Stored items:
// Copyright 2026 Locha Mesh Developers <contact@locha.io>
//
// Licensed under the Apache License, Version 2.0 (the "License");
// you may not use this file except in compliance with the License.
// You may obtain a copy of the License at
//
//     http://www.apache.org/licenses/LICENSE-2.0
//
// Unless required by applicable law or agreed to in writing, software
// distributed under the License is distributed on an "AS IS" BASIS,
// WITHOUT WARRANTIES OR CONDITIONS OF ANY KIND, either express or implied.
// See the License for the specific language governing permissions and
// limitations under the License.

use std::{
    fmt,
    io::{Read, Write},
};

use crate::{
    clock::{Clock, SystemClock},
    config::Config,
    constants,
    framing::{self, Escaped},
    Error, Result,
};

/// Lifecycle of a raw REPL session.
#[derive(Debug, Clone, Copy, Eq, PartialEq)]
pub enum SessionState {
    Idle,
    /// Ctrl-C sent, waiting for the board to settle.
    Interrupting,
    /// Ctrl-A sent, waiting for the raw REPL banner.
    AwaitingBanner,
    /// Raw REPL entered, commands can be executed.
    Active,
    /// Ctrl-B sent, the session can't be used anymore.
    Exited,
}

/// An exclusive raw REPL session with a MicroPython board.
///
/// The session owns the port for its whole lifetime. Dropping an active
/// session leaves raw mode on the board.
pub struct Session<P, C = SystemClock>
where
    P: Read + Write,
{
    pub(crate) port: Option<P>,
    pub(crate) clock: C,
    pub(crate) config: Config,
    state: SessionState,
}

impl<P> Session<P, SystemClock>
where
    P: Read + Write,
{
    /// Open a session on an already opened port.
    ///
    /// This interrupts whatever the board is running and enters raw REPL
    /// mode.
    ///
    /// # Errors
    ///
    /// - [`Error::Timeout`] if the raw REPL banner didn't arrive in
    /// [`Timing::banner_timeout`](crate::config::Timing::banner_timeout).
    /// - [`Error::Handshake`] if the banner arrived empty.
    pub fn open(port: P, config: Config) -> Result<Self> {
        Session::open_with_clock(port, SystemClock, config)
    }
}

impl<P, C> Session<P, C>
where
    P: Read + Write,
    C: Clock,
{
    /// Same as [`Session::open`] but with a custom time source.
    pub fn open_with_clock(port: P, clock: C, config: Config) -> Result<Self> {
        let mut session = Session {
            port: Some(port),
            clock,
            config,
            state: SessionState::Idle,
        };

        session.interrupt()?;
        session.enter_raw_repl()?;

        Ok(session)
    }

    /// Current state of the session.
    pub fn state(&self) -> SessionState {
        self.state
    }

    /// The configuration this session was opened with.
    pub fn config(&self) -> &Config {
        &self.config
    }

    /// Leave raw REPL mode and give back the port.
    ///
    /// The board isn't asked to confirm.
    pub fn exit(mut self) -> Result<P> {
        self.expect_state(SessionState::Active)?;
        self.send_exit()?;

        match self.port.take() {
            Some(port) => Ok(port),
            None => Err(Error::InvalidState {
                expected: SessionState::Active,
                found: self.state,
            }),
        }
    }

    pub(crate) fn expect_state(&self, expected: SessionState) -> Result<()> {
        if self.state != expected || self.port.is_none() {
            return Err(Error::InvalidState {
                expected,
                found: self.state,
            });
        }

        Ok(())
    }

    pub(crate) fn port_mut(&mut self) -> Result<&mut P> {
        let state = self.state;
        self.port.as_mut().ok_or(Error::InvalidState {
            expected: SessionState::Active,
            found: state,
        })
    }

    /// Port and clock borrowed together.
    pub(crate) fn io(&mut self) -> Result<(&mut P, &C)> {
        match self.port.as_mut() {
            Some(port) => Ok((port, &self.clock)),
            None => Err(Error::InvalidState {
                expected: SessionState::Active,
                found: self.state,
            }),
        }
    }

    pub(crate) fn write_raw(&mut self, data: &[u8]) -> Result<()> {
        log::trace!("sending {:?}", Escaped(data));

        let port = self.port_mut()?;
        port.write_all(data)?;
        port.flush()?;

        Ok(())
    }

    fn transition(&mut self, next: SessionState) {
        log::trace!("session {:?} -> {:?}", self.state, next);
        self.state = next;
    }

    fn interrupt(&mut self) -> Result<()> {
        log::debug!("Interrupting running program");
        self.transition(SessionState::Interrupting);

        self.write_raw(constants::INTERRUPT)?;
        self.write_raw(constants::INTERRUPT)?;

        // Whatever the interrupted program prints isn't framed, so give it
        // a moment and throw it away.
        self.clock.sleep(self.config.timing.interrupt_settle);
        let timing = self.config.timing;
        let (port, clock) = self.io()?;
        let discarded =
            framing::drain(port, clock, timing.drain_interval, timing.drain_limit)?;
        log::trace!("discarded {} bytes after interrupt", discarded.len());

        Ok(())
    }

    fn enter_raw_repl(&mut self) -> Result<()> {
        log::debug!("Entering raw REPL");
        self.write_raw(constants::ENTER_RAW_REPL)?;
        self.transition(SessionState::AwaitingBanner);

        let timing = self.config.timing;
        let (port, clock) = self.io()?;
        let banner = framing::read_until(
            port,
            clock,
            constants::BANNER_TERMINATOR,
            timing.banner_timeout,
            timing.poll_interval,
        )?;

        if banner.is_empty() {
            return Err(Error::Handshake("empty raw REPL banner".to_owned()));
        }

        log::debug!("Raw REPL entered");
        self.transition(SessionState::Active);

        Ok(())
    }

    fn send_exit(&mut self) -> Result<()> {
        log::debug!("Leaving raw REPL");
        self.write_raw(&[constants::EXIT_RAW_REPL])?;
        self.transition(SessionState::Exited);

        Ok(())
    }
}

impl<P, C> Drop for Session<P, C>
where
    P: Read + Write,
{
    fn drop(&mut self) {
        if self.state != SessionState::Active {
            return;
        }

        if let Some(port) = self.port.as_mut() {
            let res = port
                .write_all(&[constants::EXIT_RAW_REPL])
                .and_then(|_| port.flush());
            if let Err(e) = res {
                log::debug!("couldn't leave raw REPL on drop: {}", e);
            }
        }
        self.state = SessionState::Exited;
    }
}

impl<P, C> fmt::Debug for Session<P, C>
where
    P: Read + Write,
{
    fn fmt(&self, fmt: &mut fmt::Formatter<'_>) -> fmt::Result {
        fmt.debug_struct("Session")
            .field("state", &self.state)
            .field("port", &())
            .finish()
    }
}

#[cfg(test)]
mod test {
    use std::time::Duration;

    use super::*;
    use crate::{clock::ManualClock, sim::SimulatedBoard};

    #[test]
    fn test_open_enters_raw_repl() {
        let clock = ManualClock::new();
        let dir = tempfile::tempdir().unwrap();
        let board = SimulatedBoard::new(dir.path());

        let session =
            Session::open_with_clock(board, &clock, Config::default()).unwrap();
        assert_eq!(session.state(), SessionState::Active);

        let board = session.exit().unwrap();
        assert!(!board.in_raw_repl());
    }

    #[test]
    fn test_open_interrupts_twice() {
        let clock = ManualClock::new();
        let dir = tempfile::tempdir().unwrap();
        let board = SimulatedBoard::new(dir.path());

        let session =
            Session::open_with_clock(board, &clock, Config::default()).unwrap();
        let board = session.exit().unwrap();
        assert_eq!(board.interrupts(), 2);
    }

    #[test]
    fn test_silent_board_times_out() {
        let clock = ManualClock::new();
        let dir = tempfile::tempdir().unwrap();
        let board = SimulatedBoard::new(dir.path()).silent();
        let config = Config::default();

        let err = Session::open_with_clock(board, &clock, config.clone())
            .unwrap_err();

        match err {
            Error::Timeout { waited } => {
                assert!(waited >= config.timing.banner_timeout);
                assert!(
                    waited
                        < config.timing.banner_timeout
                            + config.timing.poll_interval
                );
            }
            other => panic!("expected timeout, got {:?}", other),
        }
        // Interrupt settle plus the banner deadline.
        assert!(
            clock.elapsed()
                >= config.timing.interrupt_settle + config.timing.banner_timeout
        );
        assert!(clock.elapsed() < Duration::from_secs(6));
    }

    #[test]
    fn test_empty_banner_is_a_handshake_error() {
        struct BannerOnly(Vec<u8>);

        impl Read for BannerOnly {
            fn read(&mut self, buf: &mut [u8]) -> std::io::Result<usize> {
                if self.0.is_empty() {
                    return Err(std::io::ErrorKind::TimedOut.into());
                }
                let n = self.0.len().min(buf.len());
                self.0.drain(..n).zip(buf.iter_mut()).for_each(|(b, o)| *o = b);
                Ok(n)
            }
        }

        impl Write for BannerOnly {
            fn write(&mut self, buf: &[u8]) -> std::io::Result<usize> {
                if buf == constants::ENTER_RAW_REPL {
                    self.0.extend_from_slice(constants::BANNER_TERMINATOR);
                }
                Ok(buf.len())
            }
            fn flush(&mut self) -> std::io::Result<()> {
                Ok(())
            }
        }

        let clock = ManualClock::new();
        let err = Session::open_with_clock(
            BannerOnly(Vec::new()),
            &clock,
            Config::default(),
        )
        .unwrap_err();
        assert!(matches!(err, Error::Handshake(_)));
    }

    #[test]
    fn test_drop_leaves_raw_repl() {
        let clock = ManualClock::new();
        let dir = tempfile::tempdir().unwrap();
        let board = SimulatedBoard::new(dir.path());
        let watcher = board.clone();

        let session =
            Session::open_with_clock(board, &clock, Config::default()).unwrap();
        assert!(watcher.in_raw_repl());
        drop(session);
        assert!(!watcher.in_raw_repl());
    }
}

**What you will do:**
Report each line in the data above that holds the word "Interrupting" by copying it.

**Exercise response:**
    Interrupting,
        log::debug!("Interrupting running program");
        self.transition(SessionState::Interrupting);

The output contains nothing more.